(1)
Departments of Internal Medicine & Psychiatry, Yale University School of Medicine, New Haven, CT, USA
Seizure is a sudden onset of behavior change due to a brain dysfunction. It occurs due to excessive, hypersynchronous discharge from cerebral cortical neurons. Epilepsy is a disorder characterized by recurrent unprovoked seizures.
Pathology
The potential mechanisms by which medications affect the seizure threshold are neurotransmitter changes (e.g., dopamine blockade, gaba aminobutyric acid (GABA) inhibition, alpha adrenoceptor down-regulation), cerebral neuronal effects (e.g., chloride influx inhibition), cerebral cortex irritation, and changes in cerebral blood flow.
Etiology
Seizures can be caused by acute neurologic dysfunction or temporary metabolic abnormalities. Medications are a cause of provoked seizures. Opioid analgesics, some penicillin derivative antibiotics, and antineoplastic agents are examples of medications other than psychotropics that can provoke seizures. In many patients with epilepsy, a cause cannot be identified and is presumed to be a genetic predisposition.
Psychotropic Medications and Seizures
The relationship between psychotropic medications and seizures is complicated. Psychiatric disease is more frequent among people with epilepsy. Effects of individual medications on seizure threshold vary but generally psychotropic drugs reduce seizure threshold.
Patient factors predisposing to increased risk of seizures with offending medications are shown in the table.

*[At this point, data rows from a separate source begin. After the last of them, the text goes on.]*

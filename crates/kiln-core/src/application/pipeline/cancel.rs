use std::sync::Arc;
use std::sync::atomic::{AtomicBool, Ordering};

use crate::application::ApplicationError;

/// Shared flag set when a run's budget expires. Workers poll it between
/// modules and between files.
#[derive(Debug, Clone, Default)]
pub struct CancelFlag(Arc<AtomicBool>);

impl CancelFlag {
    pub fn new() -> Self {
        Self::default()
    }

    pub fn cancel(&self) {
        self.0.store(true, Ordering::Release);
    }

    pub fn is_cancelled(&self) -> bool {
        self.0.load(Ordering::Acquire)
    }

    /// `Err(Cancelled)` once the flag is set.
    pub fn check(&self) -> Result<(), ApplicationError> {
        if self.is_cancelled() {
            Err(ApplicationError::Cancelled)
        } else {
            Ok(())
        }
    }
}
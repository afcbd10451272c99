//! Chat window
//!
//! A Leptos chat window (message list, composer, theme toggle) driven by an
//! injected messaging backend, plus the axum server that hosts it.
//!
//! # Architecture
//!
//! - **Interaction model**: DOM-free state machine with an append-only log and a loading gate
//! - **Backends**: `MessagingBackend` trait with reqwest implementations
//! - **UI**: Leptos components, mounted client-side from the wasm bundle
//! - **Server**: Axum host for the page shell, the bundle and the chat proxy
//!
//! # Modules
//!
//! - [`chat`]: Messages, state machine and backend seam
//! - [`markdown`]: Message body rendering
//! - [`theme`]: Light/dark flag and palette
//! - [`ui`]: Leptos components and DOM effects
//! - `config`, `server`: native host (not built for wasm)

// Allow pedantic clippy warnings that don't add value for this codebase
#![allow(clippy::missing_fields_in_debug)]
#![allow(clippy::cargo_common_metadata)]
#![allow(clippy::multiple_crate_versions)]
#![allow(clippy::unused_async)]
#![allow(clippy::needless_pass_by_value)]

pub mod chat;
pub mod markdown;
pub mod theme;
pub mod ui;

#[cfg(not(target_arch = "wasm32"))]
pub mod config;
#[cfg(not(target_arch = "wasm32"))]
pub mod server;

/// Browser entry point: mount the chat window into `<body>`.
///
/// Replies are requested from the serving origin's `/api/chat` route. The
/// window title follows the page `<title>` rendered by the server.
#[cfg(target_arch = "wasm32")]
#[wasm_bindgen::prelude::wasm_bindgen(start)]
pub fn start() {
    use std::sync::Arc;

    use leptos::prelude::*;

    use crate::chat::{HttpBackend, MessagingBackend};
    use crate::ui::chat::{ChatWindow, DEFAULT_TITLE};

    let origin = window()
        .location()
        .origin()
        .unwrap_or_else(|_| "http://localhost:3000".to_string());
    let backend: Arc<dyn MessagingBackend> = match HttpBackend::new(format!("{origin}/api/chat")) {
        Ok(backend) => Arc::new(backend),
        Err(err) => {
            leptos::logging::error!("chat backend unavailable: {err}");
            return;
        }
    };

    let title = document().title();
    let title = if title.trim().is_empty() {
        DEFAULT_TITLE.to_string()
    } else {
        title
    };

    leptos::mount::mount_to_body(move || view! { <ChatWindow backend=backend title=title /> });
}
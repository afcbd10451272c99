//! UI components and browser effects.
//!
//! This module provides the Leptos components for the chat window and the
//! small DOM effects they rely on.
//!
//! # Structure
//!
//! - [`chat`]: Chat window and its parts
//! - [`components`]: Reusable UI primitives
//! - [`document`]: Theme flag on the document root
//! - [`keyboard`]: `/` focus shortcut
//! - [`scroll`]: Autoscroll for the message list

pub mod chat;
pub mod components;
pub mod document;
pub mod keyboard;
pub mod scroll;
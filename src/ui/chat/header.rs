//! Chat header component.

use leptos::prelude::*;

use crate::theme::Theme;
use crate::ui::components::{Button, ButtonVariant, MoonIcon, SunIcon};

/// Chat header with the window title and the theme toggle.
#[component]
pub fn ChatHeader(
    /// Title displayed in the header.
    #[prop(into)]
    title: String,
    /// Active theme.
    #[prop(into)]
    theme: Signal<Theme>,
    /// Called when the theme toggle is pressed.
    on_toggle_theme: Callback<()>,
) -> impl IntoView {
    let toggle_label = Signal::derive(move || theme.get().toggle_label().to_string());

    view! {
        <header class="flex justify-between items-center p-4 border-b dark:border-gray-700">
            <h2 class=move || format!("text-xl font-bold {}", theme.get().heading())>{title}</h2>

            <Button
                variant=ButtonVariant::Ghost
                aria_label=toggle_label
                on_click=on_toggle_theme
            >
                {move || {
                    let current = theme.get();
                    if current.is_dark() {
                        view! { <SunIcon class=current.toggle_icon() /> }.into_any()
                    } else {
                        view! { <MoonIcon class=current.toggle_icon() /> }.into_any()
                    }
                }}
            </Button>
        </header>
    }
}
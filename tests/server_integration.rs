use std::sync::Arc;

use async_trait::async_trait;
use axum::Router;
use axum::body::{Body, to_bytes};
use axum::http::{Request, StatusCode, header};
use chat_window::chat::{Author, BackendError, ChatRequest, Message, MessagingBackend};
use chat_window::config::{AppConfig, BackendConfig, ServerConfig, UiConfig};
use chat_window::server::{AppState, router};
use chat_window::theme::Theme;
use serde_json::{Value, json};
use tower::ServiceExt;

struct FixedBackend(Result<Message, BackendError>);

#[async_trait]
impl MessagingBackend for FixedBackend {
    async fn send(&self, request: &ChatRequest) -> Result<Message, BackendError> {
        self.0
            .clone()
            .map(|reply| Message::bot(format!("{} ({})", reply.text, request.draft_text)))
    }
}

fn test_config() -> Arc<AppConfig> {
    Arc::new(AppConfig {
        server: ServerConfig {
            host: "127.0.0.1".into(),
            port: 0,
            request_timeout_secs: 5,
        },
        backend: BackendConfig::default(),
        ui: UiConfig {
            title: "Codebase Chat".into(),
            static_dir: "static".into(),
            pkg_dir: "pkg".into(),
        },
    })
}

fn app_with(backend: Option<Arc<dyn MessagingBackend>>) -> Router {
    router(AppState {
        backend,
        config: test_config(),
    })
}

async fn send(app: Router, request: Request<Body>) -> (StatusCode, String) {
    let response = app.oneshot(request).await.expect("Router is infallible");
    let status = response.status();
    let bytes = to_bytes(response.into_body(), usize::MAX)
        .await
        .expect("Failed to read body");
    (status, String::from_utf8_lossy(&bytes).into_owned())
}

fn post_chat(body: &Value) -> Request<Body> {
    Request::post("/api/chat")
        .header(header::CONTENT_TYPE, "application/json")
        .body(Body::from(body.to_string()))
        .unwrap()
}

#[tokio::test]
async fn test_health() {
    let request = Request::get("/health").body(Body::empty()).unwrap();
    let (status, body) = send(app_with(None), request).await;

    assert_eq!(status, StatusCode::OK);
    let json: Value = serde_json::from_str(&body).unwrap();
    assert_eq!(json, json!({ "status": "healthy" }));
}

#[tokio::test]
async fn test_index_serves_shell_with_title() {
    let request = Request::get("/").body(Body::empty()).unwrap();
    let (status, body) = send(app_with(None), request).await;

    assert_eq!(status, StatusCode::OK);
    assert!(body.contains("<title>Codebase Chat</title>"));
    assert!(body.contains("/pkg/chat_window.js"));
}

#[tokio::test]
async fn test_chat_forwards_to_backend() {
    let app = app_with(Some(Arc::new(FixedBackend(Ok(Message::bot("answer"))))));
    let request = post_chat(&json!({
        "draftText": "question",
        "conversationContext": [{ "author": "user", "text": "earlier" }]
    }));

    let (status, body) = send(app, request).await;

    assert_eq!(status, StatusCode::OK);
    let json: Value = serde_json::from_str(&body).unwrap();
    assert_eq!(json["text"], "answer (question)");
}

#[tokio::test]
async fn test_chat_rejects_empty_draft() {
    let app = app_with(Some(Arc::new(FixedBackend(Ok(Message::bot("unused"))))));
    let (status, _) = send(app, post_chat(&json!({ "draftText": "   " }))).await;

    assert_eq!(status, StatusCode::BAD_REQUEST);
}

#[tokio::test]
async fn test_chat_without_backend_is_unavailable() {
    let (status, _) = send(app_with(None), post_chat(&json!({ "draftText": "hello" }))).await;

    assert_eq!(status, StatusCode::SERVICE_UNAVAILABLE);
}

#[tokio::test]
async fn test_chat_maps_backend_failure_to_bad_gateway() {
    let app = app_with(Some(Arc::new(FixedBackend(Err(BackendError::Transport(
        "connection refused".into(),
    ))))));
    let (status, body) = send(app, post_chat(&json!({ "draftText": "hello" }))).await;

    assert_eq!(status, StatusCode::BAD_GATEWAY);
    assert!(body.contains("connection refused"));
}

/// Whether `css` has a selector for the utility class `class`.
fn defines(css: &str, class: &str) -> bool {
    let selector = format!(".{}", class.replace('[', "\\[").replace(']', "\\]").replace('%', "\\%"));
    css.match_indices(&selector).any(|(at, _)| {
        css[at + selector.len()..]
            .chars()
            .next()
            .is_none_or(|next| !(next.is_ascii_alphanumeric() || next == '-'))
    })
}

#[tokio::test]
async fn test_served_stylesheet_covers_layout_and_palette() {
    let request = Request::get("/static/app.css").body(Body::empty()).unwrap();
    let (status, css) = send(app_with(None), request).await;
    assert_eq!(status, StatusCode::OK);

    let (_, page) = send(app_with(None), Request::get("/").body(Body::empty()).unwrap()).await;
    assert_eq!(page.matches("rel=\"stylesheet\"").count(), 1);
    assert!(page.contains("href=\"/static/app.css\""));

    let mut classes = vec![
        "justify-start",
        "justify-end",
        "flex-row-reverse",
        "overflow-y-auto",
        "h-[600px]",
        "max-w-[70%]",
        "flex-col",
        "flex-grow",
        "animate-fadeIn",
        "animate-bounce",
    ];
    for theme in [Theme::Light, Theme::Dark] {
        classes.extend([theme.page(), theme.heading(), theme.toggle_icon()]);
        classes.extend([theme.avatar(Author::User), theme.avatar(Author::Bot)]);
        for message in [Message::user("q"), Message::bot("a"), Message::failure("x")] {
            classes.extend(theme.bubble(&message).split_whitespace());
        }
        classes.extend(theme.field().split_whitespace());
    }

    let missing: Vec<_> = classes.into_iter().filter(|class| !defines(&css, class)).collect();
    assert!(missing.is_empty(), "stylesheet lacks rules for {missing:?}");
}

#[test]
fn test_state_from_config_without_upstream() {
    let state = AppState::from_config(test_config()).unwrap();
    assert!(state.backend.is_none());
}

Risk factors for medication-induced seizures
Previous history of seizures |
Family history of epilepsy |
Central nervous system disorders (e.g., stroke, HIV encephalopathy, head injury) |
Extremes of age |
Renal and hepatic dysfunction |
Polypharmacy |
Concomitant substance use and withdrawal |
The seizure incidence rates with antidepressants and antipsychotics range from 0.1 to 1.5% at therapeutic doses. This is slightly higher than the 0.07–0.09% incidence of first unprovoked seizure in the general population [1]. In overdose situations, the risk increases significantly.

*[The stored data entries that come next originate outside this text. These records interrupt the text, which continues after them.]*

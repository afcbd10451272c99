//! Messaging backend seam.
//!
//! The chat window never talks to a transport directly. It hands a
//! [`ChatRequest`] to whatever [`MessagingBackend`] it was given and turns the
//! outcome into the next message.

use async_trait::async_trait;
use serde::{Deserialize, Serialize};
use thiserror::Error;
use tracing::{info, warn};

use super::message::Message;
use super::state::PendingReply;

/// Request sent to a messaging backend.
#[derive(Debug, Clone, PartialEq, Eq, Serialize, Deserialize)]
#[serde(rename_all = "camelCase")]
pub struct ChatRequest {
    /// The submitted draft, trimmed.
    pub draft_text: String,
    /// Prior messages, oldest first. Failure notices are left out.
    #[serde(default, skip_serializing_if = "Vec::is_empty")]
    pub conversation_context: Vec<Message>,
}

/// Successful backend response body.
#[derive(Debug, Clone, PartialEq, Eq, Serialize, Deserialize)]
pub struct ChatReply {
    /// Markdown-formatted reply text.
    pub text: String,
}

/// Errors raised while exchanging a message with a backend.
#[derive(Debug, Clone, PartialEq, Eq, Error)]
pub enum BackendError {
    /// The request never produced a response.
    #[error("request failed: {0}")]
    Transport(String),

    /// The backend answered with a non-success status.
    #[error("backend returned {status}: {message}")]
    Status {
        /// HTTP status code.
        status: u16,
        /// Body or detail returned by the backend.
        message: String,
    },

    /// The response body could not be decoded.
    #[error("malformed reply: {0}")]
    Decode(String),

    /// The backend answered with no text.
    #[error("backend returned an empty reply")]
    EmptyReply,

    /// No backend is configured.
    #[error("no messaging backend is configured")]
    Unavailable,

    /// The configured endpoint is not a valid URL.
    #[error("invalid backend endpoint: {0}")]
    InvalidEndpoint(#[from] url::ParseError),
}

impl From<reqwest::Error> for BackendError {
    fn from(err: reqwest::Error) -> Self {
        if err.is_decode() {
            Self::Decode(err.to_string())
        } else {
            Self::Transport(err.to_string())
        }
    }
}

/// A capability that answers chat drafts.
///
/// Futures are `Send` on native targets so the host server can hold a backend
/// in shared state. In the browser they run on the single UI thread.
#[cfg_attr(target_arch = "wasm32", async_trait(?Send))]
#[cfg_attr(not(target_arch = "wasm32"), async_trait)]
pub trait MessagingBackend: Send + Sync {
    /// Send a draft with its conversation context and wait for the reply.
    async fn send(&self, request: &ChatRequest) -> Result<Message, BackendError>;
}

/// Dispatch a pending reply to `backend`.
///
/// Replies without any text count as failures, so the window never appends an
/// empty bubble.
pub async fn exchange(
    backend: &dyn MessagingBackend,
    pending: &PendingReply,
) -> Result<Message, BackendError> {
    let request = pending.request();
    info!(
        name: "chat.exchange.started",
        draft_len = request.draft_text.len(),
        context_len = request.conversation_context.len(),
        "Dispatching draft to messaging backend"
    );

    let outcome = match backend.send(request).await {
        Ok(reply) if reply.text.trim().is_empty() => Err(BackendError::EmptyReply),
        Ok(reply) => Ok(Message::bot(reply.text)),
        Err(err) => Err(err),
    };

    match &outcome {
        Ok(reply) => info!(
            name: "chat.exchange.completed",
            reply_len = reply.text.len(),
            "Messaging backend replied"
        ),
        Err(err) => warn!(
            name: "chat.exchange.failed",
            error = %err,
            "Messaging backend failed"
        ),
    }

    outcome
}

Medication-induced seizures are dose related. They usually occur within several weeks of medication initiation or dosage increase.
At therapeutic doses, the risk of seizure with psychotropic medications is only slightly increased.
Almost all antipsychotics decrease the seizure threshold. Lower potency agents may be generally higher risk than high potency agents. But there are individual variations between agents. Chlorpromazine and clozapine carry the highest risk among typical and atypical agents, respectively [2]. There may be an increased risk overall with atypical versus typical agents [3].
As with all agents, risk with clozapine increases with dose and is about 4% over 600 mg/day. The serum level is a more accurate predictor of seizure risk and levels >1300 ng/mL carry a substantial risk of seizures [4].
Risk of seizures with clozapine increases with dose and is significantly higher over 600 mg/day.
Among antidepressants, tricyclic antidepressants (TCAs) decrease seizure threshold and increase seizure risk [5]. The risk with selective serotonin reuptake inhibitors (SSRIs) is considered to be no higher than in the general population. Bupropion, a dopamine and norepinephrine reuptake inhibitor, increases seizure risk slightly with a rate of 0.36% [6] at doses over 300 mg/day; risk is comparable to tricyclic antidepressants. Risk with bupropion can be minimized by using sustained or extended release formulations and lowest effective doses. Monoamine oxidase inhibitors do not appear to increase seizure risk at therapeutic doses.
Risk of seizure with bupropion is small if doses <300 mg/day and sustained/extended release formulations are used.